Records drawn from a dataset
Segment Open

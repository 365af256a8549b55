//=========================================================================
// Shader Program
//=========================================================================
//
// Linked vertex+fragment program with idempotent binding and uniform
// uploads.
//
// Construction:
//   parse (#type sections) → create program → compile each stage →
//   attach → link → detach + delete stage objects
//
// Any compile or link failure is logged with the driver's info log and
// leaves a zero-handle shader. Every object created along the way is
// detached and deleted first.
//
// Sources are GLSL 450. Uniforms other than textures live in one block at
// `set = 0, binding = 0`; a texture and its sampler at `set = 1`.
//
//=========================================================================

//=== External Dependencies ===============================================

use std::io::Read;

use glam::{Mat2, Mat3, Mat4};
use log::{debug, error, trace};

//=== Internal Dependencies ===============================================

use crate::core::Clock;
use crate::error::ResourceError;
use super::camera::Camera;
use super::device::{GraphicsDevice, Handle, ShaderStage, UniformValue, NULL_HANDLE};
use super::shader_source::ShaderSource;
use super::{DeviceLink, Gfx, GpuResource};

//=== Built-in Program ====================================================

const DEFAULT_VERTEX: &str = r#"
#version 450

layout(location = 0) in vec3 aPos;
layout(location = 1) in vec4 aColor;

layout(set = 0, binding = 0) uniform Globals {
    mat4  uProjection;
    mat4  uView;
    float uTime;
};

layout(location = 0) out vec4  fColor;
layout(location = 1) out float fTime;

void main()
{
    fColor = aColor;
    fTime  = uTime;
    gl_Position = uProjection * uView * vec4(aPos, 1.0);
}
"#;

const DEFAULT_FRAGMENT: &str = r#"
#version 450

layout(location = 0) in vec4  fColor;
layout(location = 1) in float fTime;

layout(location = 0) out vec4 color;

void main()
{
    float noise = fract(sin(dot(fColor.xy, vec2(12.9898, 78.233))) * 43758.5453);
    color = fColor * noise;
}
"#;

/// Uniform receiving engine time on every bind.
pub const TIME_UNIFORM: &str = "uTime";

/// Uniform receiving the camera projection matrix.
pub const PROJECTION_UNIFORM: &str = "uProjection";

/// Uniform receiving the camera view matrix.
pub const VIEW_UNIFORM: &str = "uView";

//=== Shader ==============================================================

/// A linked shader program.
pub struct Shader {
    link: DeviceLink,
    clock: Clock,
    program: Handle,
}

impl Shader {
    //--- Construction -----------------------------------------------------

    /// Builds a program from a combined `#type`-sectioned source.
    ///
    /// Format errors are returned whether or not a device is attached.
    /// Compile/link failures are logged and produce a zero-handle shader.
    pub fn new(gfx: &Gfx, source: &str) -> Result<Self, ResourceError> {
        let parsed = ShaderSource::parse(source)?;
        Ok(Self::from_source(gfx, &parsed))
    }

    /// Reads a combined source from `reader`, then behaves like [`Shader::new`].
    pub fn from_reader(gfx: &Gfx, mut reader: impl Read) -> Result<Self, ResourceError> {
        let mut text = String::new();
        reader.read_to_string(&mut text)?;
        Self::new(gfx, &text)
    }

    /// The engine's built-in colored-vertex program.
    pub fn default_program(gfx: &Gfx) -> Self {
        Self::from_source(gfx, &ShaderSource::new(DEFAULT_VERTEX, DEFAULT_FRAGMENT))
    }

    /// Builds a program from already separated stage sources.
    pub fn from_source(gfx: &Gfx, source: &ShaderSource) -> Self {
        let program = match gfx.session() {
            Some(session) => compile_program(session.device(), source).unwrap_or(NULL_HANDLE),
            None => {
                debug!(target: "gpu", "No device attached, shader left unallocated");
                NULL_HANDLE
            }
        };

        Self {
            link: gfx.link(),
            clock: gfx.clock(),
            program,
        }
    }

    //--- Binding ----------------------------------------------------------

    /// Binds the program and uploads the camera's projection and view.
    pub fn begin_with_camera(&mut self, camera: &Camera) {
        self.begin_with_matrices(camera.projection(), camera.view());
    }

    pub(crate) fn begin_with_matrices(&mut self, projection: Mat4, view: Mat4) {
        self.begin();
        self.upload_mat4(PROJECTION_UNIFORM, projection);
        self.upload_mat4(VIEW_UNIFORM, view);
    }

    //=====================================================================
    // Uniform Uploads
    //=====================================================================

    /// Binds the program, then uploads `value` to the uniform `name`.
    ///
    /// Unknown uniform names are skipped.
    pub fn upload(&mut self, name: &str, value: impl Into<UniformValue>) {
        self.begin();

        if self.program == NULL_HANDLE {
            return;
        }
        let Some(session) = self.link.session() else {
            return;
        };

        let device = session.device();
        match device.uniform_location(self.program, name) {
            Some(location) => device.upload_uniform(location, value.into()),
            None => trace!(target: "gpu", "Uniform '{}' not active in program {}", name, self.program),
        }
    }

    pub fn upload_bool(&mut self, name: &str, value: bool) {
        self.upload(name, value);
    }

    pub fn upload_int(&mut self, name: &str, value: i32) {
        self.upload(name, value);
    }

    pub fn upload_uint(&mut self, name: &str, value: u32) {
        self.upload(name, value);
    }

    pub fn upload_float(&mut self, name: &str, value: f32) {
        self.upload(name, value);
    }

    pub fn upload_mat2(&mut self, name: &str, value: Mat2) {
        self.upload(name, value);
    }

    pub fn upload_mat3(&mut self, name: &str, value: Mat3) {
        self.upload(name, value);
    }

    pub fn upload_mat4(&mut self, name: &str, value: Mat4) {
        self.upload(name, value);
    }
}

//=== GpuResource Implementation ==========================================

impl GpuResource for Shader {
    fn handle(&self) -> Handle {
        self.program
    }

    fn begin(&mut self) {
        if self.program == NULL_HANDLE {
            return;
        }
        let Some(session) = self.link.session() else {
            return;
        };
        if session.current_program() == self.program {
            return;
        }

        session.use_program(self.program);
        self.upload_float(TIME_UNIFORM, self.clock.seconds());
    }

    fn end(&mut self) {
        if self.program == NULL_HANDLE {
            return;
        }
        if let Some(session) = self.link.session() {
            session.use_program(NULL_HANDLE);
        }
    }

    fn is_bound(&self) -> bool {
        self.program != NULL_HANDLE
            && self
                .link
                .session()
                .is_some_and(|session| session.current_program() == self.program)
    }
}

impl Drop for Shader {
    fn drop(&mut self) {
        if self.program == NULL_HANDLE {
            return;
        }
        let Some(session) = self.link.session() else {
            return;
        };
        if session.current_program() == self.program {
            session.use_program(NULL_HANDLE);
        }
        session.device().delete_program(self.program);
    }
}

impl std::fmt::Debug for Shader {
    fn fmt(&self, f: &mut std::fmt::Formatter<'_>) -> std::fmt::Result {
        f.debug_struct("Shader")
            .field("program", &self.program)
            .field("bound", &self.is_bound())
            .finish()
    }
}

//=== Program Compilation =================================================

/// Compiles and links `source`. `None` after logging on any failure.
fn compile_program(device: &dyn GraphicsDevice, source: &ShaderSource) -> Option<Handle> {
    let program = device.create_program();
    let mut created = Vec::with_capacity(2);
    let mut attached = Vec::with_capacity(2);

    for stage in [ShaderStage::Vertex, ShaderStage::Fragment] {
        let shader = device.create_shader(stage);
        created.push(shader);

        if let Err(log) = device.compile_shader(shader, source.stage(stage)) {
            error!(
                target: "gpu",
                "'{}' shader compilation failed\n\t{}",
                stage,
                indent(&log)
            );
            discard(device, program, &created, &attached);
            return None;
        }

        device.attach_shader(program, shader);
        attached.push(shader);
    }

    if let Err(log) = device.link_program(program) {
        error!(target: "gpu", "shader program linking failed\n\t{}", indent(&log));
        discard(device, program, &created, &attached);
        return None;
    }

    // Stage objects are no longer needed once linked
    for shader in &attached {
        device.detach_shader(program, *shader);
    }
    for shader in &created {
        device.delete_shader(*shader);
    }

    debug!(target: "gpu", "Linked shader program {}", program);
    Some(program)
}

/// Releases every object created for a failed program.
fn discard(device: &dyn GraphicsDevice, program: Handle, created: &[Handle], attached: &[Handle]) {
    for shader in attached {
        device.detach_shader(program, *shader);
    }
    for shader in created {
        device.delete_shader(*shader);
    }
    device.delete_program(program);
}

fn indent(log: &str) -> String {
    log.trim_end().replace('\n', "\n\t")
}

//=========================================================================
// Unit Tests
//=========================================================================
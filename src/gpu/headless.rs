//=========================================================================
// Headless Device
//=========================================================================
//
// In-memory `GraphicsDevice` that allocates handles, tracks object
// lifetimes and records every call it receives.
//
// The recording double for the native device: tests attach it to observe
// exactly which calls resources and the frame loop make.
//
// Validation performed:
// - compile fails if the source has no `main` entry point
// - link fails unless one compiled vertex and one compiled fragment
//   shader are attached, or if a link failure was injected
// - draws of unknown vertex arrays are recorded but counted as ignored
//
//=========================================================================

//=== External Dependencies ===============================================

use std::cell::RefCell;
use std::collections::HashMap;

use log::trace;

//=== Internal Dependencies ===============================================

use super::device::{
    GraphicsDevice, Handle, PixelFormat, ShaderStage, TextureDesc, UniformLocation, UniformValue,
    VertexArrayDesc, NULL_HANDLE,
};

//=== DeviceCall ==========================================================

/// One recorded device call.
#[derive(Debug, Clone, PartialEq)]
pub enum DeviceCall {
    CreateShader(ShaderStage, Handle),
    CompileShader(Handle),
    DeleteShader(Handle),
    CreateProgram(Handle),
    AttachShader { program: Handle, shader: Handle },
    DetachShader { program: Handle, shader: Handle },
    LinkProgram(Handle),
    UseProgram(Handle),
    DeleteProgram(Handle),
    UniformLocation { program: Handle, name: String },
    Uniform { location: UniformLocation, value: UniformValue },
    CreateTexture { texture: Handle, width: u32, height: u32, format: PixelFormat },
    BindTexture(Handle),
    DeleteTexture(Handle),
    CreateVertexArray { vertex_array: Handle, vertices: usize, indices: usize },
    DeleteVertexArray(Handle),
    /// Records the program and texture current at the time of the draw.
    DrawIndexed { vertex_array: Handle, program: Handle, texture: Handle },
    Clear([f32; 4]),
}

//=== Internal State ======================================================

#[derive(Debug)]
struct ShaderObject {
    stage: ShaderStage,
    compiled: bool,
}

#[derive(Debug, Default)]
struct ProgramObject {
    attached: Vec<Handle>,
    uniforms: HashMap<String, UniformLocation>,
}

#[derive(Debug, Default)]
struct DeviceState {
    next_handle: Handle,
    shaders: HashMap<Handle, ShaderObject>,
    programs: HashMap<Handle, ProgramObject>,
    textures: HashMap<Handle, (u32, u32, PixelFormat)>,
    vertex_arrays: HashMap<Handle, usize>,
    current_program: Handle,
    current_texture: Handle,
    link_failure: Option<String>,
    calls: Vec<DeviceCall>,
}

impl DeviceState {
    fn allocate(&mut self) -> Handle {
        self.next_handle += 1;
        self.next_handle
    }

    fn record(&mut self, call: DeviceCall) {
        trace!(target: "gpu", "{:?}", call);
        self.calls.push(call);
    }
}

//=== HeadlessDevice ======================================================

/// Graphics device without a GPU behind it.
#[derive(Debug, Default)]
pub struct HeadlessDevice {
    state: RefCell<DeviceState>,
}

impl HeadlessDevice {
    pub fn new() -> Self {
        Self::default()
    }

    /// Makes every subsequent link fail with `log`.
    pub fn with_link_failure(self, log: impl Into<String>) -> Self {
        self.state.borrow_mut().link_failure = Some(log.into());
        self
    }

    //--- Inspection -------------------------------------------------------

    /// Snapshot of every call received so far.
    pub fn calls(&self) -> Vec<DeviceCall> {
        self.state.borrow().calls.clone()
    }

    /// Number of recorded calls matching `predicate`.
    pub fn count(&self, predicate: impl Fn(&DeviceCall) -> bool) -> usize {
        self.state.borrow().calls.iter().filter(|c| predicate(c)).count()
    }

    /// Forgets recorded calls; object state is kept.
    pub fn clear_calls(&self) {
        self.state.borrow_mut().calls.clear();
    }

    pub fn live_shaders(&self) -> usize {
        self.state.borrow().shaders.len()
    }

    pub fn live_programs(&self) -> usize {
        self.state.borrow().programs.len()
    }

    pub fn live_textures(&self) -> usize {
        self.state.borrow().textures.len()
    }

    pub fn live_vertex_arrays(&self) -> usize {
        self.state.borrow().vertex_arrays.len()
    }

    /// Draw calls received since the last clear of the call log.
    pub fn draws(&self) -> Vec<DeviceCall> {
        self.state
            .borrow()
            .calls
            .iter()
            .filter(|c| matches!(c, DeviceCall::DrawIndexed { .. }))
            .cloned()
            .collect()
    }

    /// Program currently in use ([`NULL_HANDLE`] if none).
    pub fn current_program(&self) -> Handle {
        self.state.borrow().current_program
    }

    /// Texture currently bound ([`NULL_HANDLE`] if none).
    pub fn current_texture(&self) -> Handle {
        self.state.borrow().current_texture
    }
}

Segment Closed

#### [Problem to work on]
Check each line of the data for "recorded". Copy the lines where it turns up.

#### [Task response]
// - draws of unknown vertex arrays are recorded but counted as ignored
/// One recorded device call.
    /// Number of recorded calls matching `predicate`.
    /// Forgets recorded calls; object state is kept.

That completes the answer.